While Kim Fellner’s intention is to investigate Starbucks from the broadly anti-globalisation perspective of an old-time unionist, the problem she runs into is that Starbucks seems to come out pretty well on all fronts. The author grapples with her problem very honestly: Starbucks is unambiguously a ‘good’ employer, in terms of the wages and benefits it offers its employees, so why is it pilloried by the Left? She is very clear that Starbucks’ corporate culture is deliberately employee-friendly, offering health benefits and superior terms to its employees, many of whom are essentially casual. She documents how Starbucks has launched programs to increase returns to its coffee-growers and notes that, by triggering the entire gourmet coffee boom in the U.S., it has initiated what is probably the greatest source of benefit to poor coffee farmers in recent decades. She even tracks a recent run-in between Starbucks and Ethiopia over a trade-marking dispute and makes it clear that Starbucks was far from the evil party in this dispute that it was portrayed to be by Oxfam and by the makers of the documentary Black Gold. It was interesting to read that it is estimated that, in Ethiopia, approximately 25 per cent of the per-pound payment received for coffee exports makes its way back to farmers, in contrast to, for example, 95 per cent in Brazil (p.181). Increasing the payment to Ethiopia through trademark payments might do very little for coffee farmers and a lot for corrupt officials.
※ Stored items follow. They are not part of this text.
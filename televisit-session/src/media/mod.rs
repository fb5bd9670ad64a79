mod capture;
mod constraints;
mod track;

pub use capture::*;
pub use constraints::*;
pub use track::*;
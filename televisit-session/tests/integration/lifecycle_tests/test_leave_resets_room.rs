use std::time::Duration;
use televisit_core::{Role, RoomId, RoomStatus, UserId};
use televisit_session::{Destination, RoomStore, SessionCommand};

use crate::utils::MemoryStore;
use crate::{init_tracing, pending_room, start_session, wait_until};

/// A patient leaving an invited room hands it back: they drop out of
/// `participants`, the status reverts to pending, and with only the
/// doctor left the stale offer/answer pair is deleted so the next join
/// negotiates from scratch.
#[tokio::test]
async fn patient_leave_reverts_the_room_to_pending() {
    init_tracing();

    let store = MemoryStore::new();
    let room = RoomId::from("r1");
    let doctor = UserId::from("doctor-1");
    let patient = UserId::from("patient-1");
    store.put(pending_room(&room, &doctor)).await;

    let doctor_session = start_session(&store, &room, &doctor, Role::Doctor);
    assert!(
        wait_until(Duration::from_secs(10), || async {
            store
                .get(&room)
                .await
                .unwrap()
                .is_some_and(|d| d.offer.is_some())
        })
        .await,
        "doctor never wrote an offer"
    );

    let patient_session = start_session(&store, &room, &patient, Role::Patient);
    assert!(
        wait_until(Duration::from_secs(10), || async {
            store
                .get(&room)
                .await
                .unwrap()
                .is_some_and(|d| d.answer.is_some())
        })
        .await,
        "patient never wrote an answer"
    );

    patient_session.handle.send(SessionCommand::Leave).await;
    patient_session.handle.finished().await;

    let doc = store.get(&room).await.unwrap().unwrap();
    assert_eq!(doc.participants, vec![doctor.clone()]);
    assert_eq!(doc.status, RoomStatus::Pending);
    assert!(doc.offer.is_none(), "stale offer survived the leave");
    assert!(doc.answer.is_none(), "stale answer survived the leave");

    assert_eq!(
        patient_session.navigator.last(),
        Some(Destination::PatientAppointments)
    );
    assert!(patient_session.devices.all_tracks_stopped());
    // The doctor is still in the call, just waiting again.
    assert_eq!(doctor_session.navigator.redirect_count(), 0);
}
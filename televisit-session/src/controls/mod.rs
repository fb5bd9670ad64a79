mod call_controls;

pub use call_controls::*;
However, Ms Fellner clearly feels pressure to convict Starbucks of something and she ends up giving shelter to some pretty wretched ideas in the endeavour to do so.

In particular, the author is quite blinkered about the nature of trade unions, maintaining a naïve perspective on their operations and motivations. While she is appropriately cynical about the social conscience of Starbucks’ management, all such cynicism disappears in the discussion of organised labour (and I should note the irritating use throughout of the word ‘organise’ as a synonym for the activities of unionists. But I suppose that labour can be organised in the same way that crime can be and, as a description of successive Teamster heads, for example, from Jimmy Hoffa onwards, maybe it’s not such a bad term). But in this book every labour leader is driven solely by concern for the well-being of their members or, in some devout cases, for the global proletariat: naked protectionist devices such as labour standards are justified in terms of helping foreign workers (although how this is achieved by putting them out of work is, as always, not explained.)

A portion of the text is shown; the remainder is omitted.